## About this exercise
For the word "second", return each line of the data in which it occurs.

[Saved data entries]

- Opening Delimiter -

#[cfg(test)]
mod tests {
    use super::*;

    fn lamp(stock: u64, version: Version) -> ProductSnapshot {
        ProductSnapshot::new("lamp", "Lamp", 1500, stock, version)
    }

    fn seeded(stock: u64) -> Reconciler {
        let mut reconciler = Reconciler::new(500);
        reconciler.apply_refresh(vec![lamp(stock, 1)]);
        reconciler
    }

    fn inc(at: Timestamp) -> Intent {
        Intent::increment("lamp", "line-lamp", at)
    }

    fn dec(at: Timestamp) -> Intent {
        Intent::decrement("lamp", "line-lamp", at)
    }

    fn available(reconciler: &Reconciler) -> u64 {
        reconciler.store().get("lamp").unwrap().available()
    }

    fn overlay_matches_pending(reconciler: &Reconciler) -> bool {
        let pending = reconciler.pending_reservations();
        reconciler
            .store()
            .iter()
            .all(|p| p.reserved_by_local_cart == pending.get(&p.id).copied().unwrap_or(0))
    }

    #[test]
    fn dispatch_applies_before_any_flush() {
        let mut reconciler = seeded(10);
        reconciler.dispatch(inc(0), 0).unwrap();

        assert_eq!(available(&reconciler), 9);
        assert_eq!(reconciler.cart().quantity("lamp"), 1);
        assert_eq!(reconciler.phase("lamp"), SyncPhase::OptimisticallyApplied);
        assert_eq!(reconciler.in_flight_count(), 0);
        assert!(reconciler.flush_due(499).is_none());
    }

    #[test]
    fn happy_path_confirms_and_keeps_stock() {
        let mut reconciler = seeded(10);
        reconciler.dispatch(inc(0), 0).unwrap();
        reconciler.dispatch(inc(100), 100).unwrap();
        assert_eq!(available(&reconciler), 8);

        let batch = reconciler.flush_due(600).unwrap();
        assert_eq!(batch.net_delta("lamp"), 2);
        assert_eq!(reconciler.phase("lamp"), SyncPhase::Flushing);

        let response = BatchResponse::accepted([("lamp".to_string(), 5)]);
        let outcomes = reconciler
            .complete_batch(batch.batch_id, Ok(response), 700)
            .unwrap();
        assert_eq!(
            outcomes,
            vec![Outcome::Confirmed {
                product_id: "lamp".into(),
                version: 5
            }]
        );

        let product = reconciler.store().get("lamp").unwrap();
        assert_eq!(product.available(), 8);
        assert_eq!(product.stock, 8);
        assert_eq!(product.reserved_by_local_cart, 0);
        assert_eq!(product.version, 5);
        assert_eq!(reconciler.phase("lamp"), SyncPhase::Confirmed);
        assert!(reconciler.pending_reservations().is_empty());
    }

    #[test]
    fn rejected_product_reverts_to_prior_quantity() {
        let mut reconciler = seeded(10);
        for at in 0..3 {
            reconciler.dispatch(inc(at), at).unwrap();
        }
        let first = reconciler.flush().unwrap();
        reconciler
            .complete_batch(first.batch_id, Ok(BatchResponse::accepted([])), 0)
            .unwrap();
        assert_eq!(reconciler.cart().quantity("lamp"), 3);

        reconciler.dispatch(inc(10), 10).unwrap();
        assert_eq!(reconciler.cart().quantity("lamp"), 4);
        let second = reconciler.flush().unwrap();
        let response = BatchResponse::accepted([]).with_rejected("lamp");
        let outcomes = reconciler
            .complete_batch(second.batch_id, Ok(response), 20)
            .unwrap();

        assert!(matches!(
            outcomes.as_slice(),
            [Outcome::RolledBack {
                error: SyncError::ValidationRejected(_),
                ..
            }]
        ));
        assert_eq!(reconciler.cart().quantity("lamp"), 3);
        assert_eq!(available(&reconciler), 7);
        assert_eq!(reconciler.phase("lamp"), SyncPhase::RolledBack);
    }

    #[test]
    fn decrement_at_one_removes_and_rejection_restores() {
        let mut reconciler = seeded(10);
        reconciler.dispatch(inc(0), 0).unwrap();
        let batch = reconciler.flush().unwrap();
        reconciler
            .complete_batch(batch.batch_id, Ok(BatchResponse::accepted([])), 0)
            .unwrap();
        assert_eq!(available(&reconciler), 9);

        reconciler.dispatch(dec(5), 5).unwrap();
        assert!(reconciler.cart().get("lamp").is_none());
        assert_eq!(available(&reconciler), 10);

        let batch = reconciler.flush().unwrap();
        assert_eq!(batch.removals.len(), 1);
        assert_eq!(batch.removals[0].quantity, 1);

        let outcomes = reconciler
            .complete_batch(
                batch.batch_id,
                Ok(BatchResponse::refused("order already placed")),
                10,
            )
            .unwrap();
        assert_eq!(
            outcomes,
            vec![Outcome::RolledBack {
                product_id: "lamp".into(),
                name: Some("Lamp".into()),
                error: SyncError::ValidationRejected("order already placed".into()),
            }]
        );
        let line = reconciler.cart().get("lamp").unwrap();
        assert_eq!(line.quantity, 1);
        assert_eq!(line.id, "line-lamp");
        assert_eq!(line.unit_price_snapshot, 1500);
        assert_eq!(available(&reconciler), 9);
    }

    #[test]
    fn decrement_without_line_is_rejected() {
        let mut reconciler = seeded(10);
        assert_eq!(
            reconciler.dispatch(dec(0), 0),
            Err(Error::CartLineNotFound("lamp".into()))
        );
        assert!(reconciler.queue().is_empty());
    }

    #[test]
    fn increment_admission_checks() {
        let mut reconciler = seeded(1);
        reconciler.dispatch(inc(0), 0).unwrap();
        assert_eq!(
            reconciler.dispatch(inc(1), 1),
            Err(Error::OutOfStock("lamp".into()))
        );

        let mut reconciler = Reconciler::new(500);
        reconciler.apply_refresh(vec![
            lamp(5, 1).with_status(crate::ProductStatus::Withdrawn)
        ]);
        assert_eq!(
            reconciler.dispatch(inc(0), 0),
            Err(Error::ProductUnavailable("lamp".into()))
        );
    }

    #[test]
    fn intents_during_flight_go_to_next_batch() {
        let mut reconciler = seeded(10);
        reconciler.dispatch(inc(0), 0).unwrap();
        let first = reconciler.flush().unwrap();

        reconciler.dispatch(inc(10), 10).unwrap();
        assert_eq!(reconciler.phase("lamp"), SyncPhase::OptimisticallyApplied);
        assert!(reconciler.flush_due(600).is_none());
        assert_eq!(reconciler.deadline(), None);
        assert_eq!(available(&reconciler), 8);

        reconciler
            .complete_batch(first.batch_id, Ok(BatchResponse::accepted([])), 700)
            .unwrap();
        assert_eq!(reconciler.deadline(), Some(700));

        let second = reconciler.flush_due(700).unwrap();
        assert_eq!(second.net_delta("lamp"), 1);
        assert!(second.batch_id > first.batch_id);
        assert!(overlay_matches_pending(&reconciler));
    }

    #[test]
    fn late_failure_of_old_batch_preserves_newer_intent() {
        let mut reconciler = seeded(10);
        reconciler.dispatch(inc(0), 0).unwrap();
        let first = reconciler.flush().unwrap();
        reconciler.dispatch(inc(1), 1).unwrap();

        reconciler
            .complete_batch(
                first.batch_id,
                Err(SyncError::TransientTransport("reset".into())),
                2,
            )
            .unwrap();

        assert_eq!(reconciler.cart().quantity("lamp"), 1);
        assert_eq!(available(&reconciler), 9);
        assert_eq!(reconciler.phase("lamp"), SyncPhase::OptimisticallyApplied);
        assert!(overlay_matches_pending(&reconciler));
    }

    #[test]
    fn stale_confirmation_never_changes_displayed_stock() {
        let mut reconciler = Reconciler::new(500);
        reconciler.apply_refresh(vec![lamp(10, 9)]);
        reconciler.dispatch(inc(0), 0).unwrap();
        let batch = reconciler.flush().unwrap();

        let outcomes = reconciler
            .complete_batch(
                batch.batch_id,
                Ok(BatchResponse::accepted([("lamp".to_string(), 4)])),
                1,
            )
            .unwrap();
        assert_eq!(
            outcomes,
            vec![Outcome::StaleConfirmation {
                product_id: "lamp".into(),
                held: 9,
                received: 4
            }]
        );
        assert_eq!(available(&reconciler), 9);
        assert_eq!(reconciler.store().get("lamp").unwrap().version, 9);
        assert_eq!(reconciler.cart().quantity("lamp"), 1);
    }

    #[test]
    fn refresh_during_flight_then_success() {
        let mut reconciler = seeded(10);
        reconciler.dispatch(inc(0), 0).unwrap();
        reconciler.dispatch(inc(1), 1).unwrap();
        let batch = reconciler.flush().unwrap();

        // The refreshed stock already reflects the write.
        reconciler.apply_refresh(vec![lamp(8, 2)]);
        assert_eq!(available(&reconciler), 6);

        reconciler
            .complete_batch(
                batch.batch_id,
                Ok(BatchResponse::accepted([("lamp".to_string(), 3)])),
                2,
            )
            .unwrap();
        assert_eq!(available(&reconciler), 8);
        assert_eq!(reconciler.store().get("lamp").unwrap().reserved_by_local_cart, 0);
    }

    #[test]
    fn refresh_keeps_queued_overlay() {
        let mut reconciler = seeded(10);
        reconciler.dispatch(inc(0), 0).unwrap();
        reconciler.apply_refresh(vec![lamp(7, 2)]);
        assert_eq!(available(&reconciler), 6);
        assert!(overlay_matches_pending(&reconciler));
    }

    #[test]
    fn refresh_absence_vanishes_product() {
        let mut reconciler = seeded(10);
        reconciler.dispatch(inc(0), 0).unwrap();

        let outcomes = reconciler.apply_refresh(Vec::new());
        assert_eq!(
            outcomes,
            vec![Outcome::Vanished {
                product_id: "lamp".into(),
                name: Some("Lamp".into()),
                had_cart_line: true,
                dropped_intents: 1,
            }]
        );
        assert!(reconciler.cart().is_empty());
        assert!(reconciler.queue().is_empty());
        assert!(reconciler.flush().is_none());
    }

    #[test]
    fn dispatch_for_vanished_product_cleans_up() {
        let mut reconciler = seeded(10);
        reconciler.dispatch(inc(0), 0).unwrap();
        reconciler.remove_product("lamp").unwrap();
        assert!(reconciler.cart().is_empty());

        assert_eq!(
            reconciler.dispatch(inc(1), 1),
            Err(Error::ProductNotFound("lamp".into()))
        );
        assert!(reconciler.queue().is_empty());
    }

    #[test]
    fn rollback_of_vanished_product_is_reported() {
        let mut reconciler = seeded(10);
        reconciler.dispatch(inc(0), 0).unwrap();
        let batch = reconciler.flush().unwrap();
        reconciler.remove_product("lamp").unwrap();

        let outcomes = reconciler
            .complete_batch(batch.batch_id, Ok(BatchResponse::refused("gone")), 1)
            .unwrap();
        assert!(matches!(outcomes[0], Outcome::Inconsistency { .. }));
        assert!(matches!(outcomes[1], Outcome::RolledBack { .. }));
    }

    #[test]
    fn rollback_after_user_removed_line_is_logged() {
        let mut reconciler = seeded(10);
        reconciler.dispatch(inc(0), 0).unwrap();
        let batch = reconciler.flush().unwrap();
        reconciler
            .dispatch(Intent::remove("lamp", "line-lamp", 1), 1)
            .unwrap();

        let outcomes = reconciler
            .complete_batch(
                batch.batch_id,
                Err(SyncError::TransientTransport("timeout".into())),
                2,
            )
            .unwrap();
        assert!(matches!(outcomes[0], Outcome::Inconsistency { .. }));
        assert!(reconciler.cart().get("lamp").is_none());
        assert!(overlay_matches_pending(&reconciler));
        assert_eq!(available(&reconciler), 10);
        assert!(reconciler.pending_reservations().is_empty());

        // The removal has nothing left to release, so nothing is sent and
        // nothing can come back.
        assert!(reconciler.flush().is_none());
        assert!(reconciler.cart().get("lamp").is_none());
        assert_eq!(available(&reconciler), 10);
    }

    #[test]
    fn refused_removal_after_rollback_keeps_line_gone() {
        let mut reconciler = seeded(10);
        reconciler.dispatch(inc(0), 0).unwrap();
        reconciler.dispatch(inc(0), 0).unwrap();
        let first = reconciler.flush().unwrap();
        reconciler
            .complete_batch(first.batch_id, Ok(BatchResponse::accepted([])), 1)
            .unwrap();

        // One more unit goes out, then the user drops the line.
        reconciler.dispatch(inc(2), 2).unwrap();
        let second = reconciler.flush().unwrap();
        reconciler
            .dispatch(Intent::remove("lamp", "line-lamp", 3), 3)
            .unwrap();
        reconciler
            .complete_batch(second.batch_id, Ok(BatchResponse::refused("limit 2")), 4)
            .unwrap();
        assert_eq!(available(&reconciler), 10);
        assert!(reconciler.cart().get("lamp").is_none());

        // The removal releases only the two units the server holds.
        let third = reconciler.flush().unwrap();
        assert_eq!(third.removals[0].quantity, 2);
        reconciler
            .complete_batch(third.batch_id, Ok(BatchResponse::refused("order placed")), 5)
            .unwrap();
        assert_eq!(reconciler.cart().quantity("lamp"), 2);
        assert_eq!(available(&reconciler), 8);
        assert!(overlay_matches_pending(&reconciler));
    }

    #[test]
    fn rollback_drops_decrement_of_rejected_units() {
        let mut reconciler = seeded(10);
        reconciler.dispatch(inc(0), 0).unwrap();
        reconciler.dispatch(inc(0), 0).unwrap();
        let batch = reconciler.flush().unwrap();
        reconciler.dispatch(dec(1), 1).unwrap();
        assert_eq!(reconciler.cart().quantity("lamp"), 1);

        let outcomes = reconciler
            .complete_batch(batch.batch_id, Ok(BatchResponse::refused("sold out")), 2)
            .unwrap();
        assert!(matches!(outcomes[0], Outcome::RolledBack { .. }));
        assert_eq!(available(&reconciler), 10);
        assert!(reconciler.cart().get("lamp").is_none());
        assert!(reconciler.pending_reservations().is_empty());
        assert!(reconciler.flush().is_none());
    }

    #[test]
    fn rollback_keeps_units_added_after_the_send() {
        let mut reconciler = seeded(10);
        reconciler.dispatch(inc(0), 0).unwrap();
        let batch = reconciler.flush().unwrap();
        reconciler.dispatch(inc(1), 1).unwrap();

        reconciler
            .complete_batch(batch.batch_id, Ok(BatchResponse::refused("sold out")), 2)
            .unwrap();
        assert_eq!(reconciler.cart().quantity("lamp"), 1);
        assert_eq!(available(&reconciler), 9);
        assert_eq!(reconciler.flush().unwrap().net_delta("lamp"), 1);
    }

    #[test]
    fn unknown_batch() {
        let mut reconciler = seeded(1);
        assert_eq!(
            reconciler.complete_batch(99, Ok(BatchResponse::accepted([])), 0),
            Err(Error::UnknownBatch(99))
        );
    }

    #[test]
    fn views_reflect_optimistic_state() {
        let mut reconciler = seeded(10);
        reconciler.dispatch(inc(0), 0).unwrap();
        let views = reconciler.views(&CatalogFilter::new(), 8);

        assert_eq!(views.catalog.cards[0].available_stock, 9);
        assert_eq!(views.best_sellers[0].available_stock, 9);
        assert_eq!(views.cart.total_units, 1);
        assert_eq!(views.badges.pending.number, 1);
        assert!(views.badges.cart.show);
    }
}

- Closing Delimiter -

## Your solution
        let second = reconciler.flush().unwrap();
            .complete_batch(second.batch_id, Ok(response), 20)
        let second = reconciler.flush_due(700).unwrap();
        assert_eq!(second.net_delta("lamp"), 1);
        assert!(second.batch_id > first.batch_id);
        let second = reconciler.flush().unwrap();
            .complete_batch(second.batch_id, Ok(BatchResponse::refused("limit 2")), 4)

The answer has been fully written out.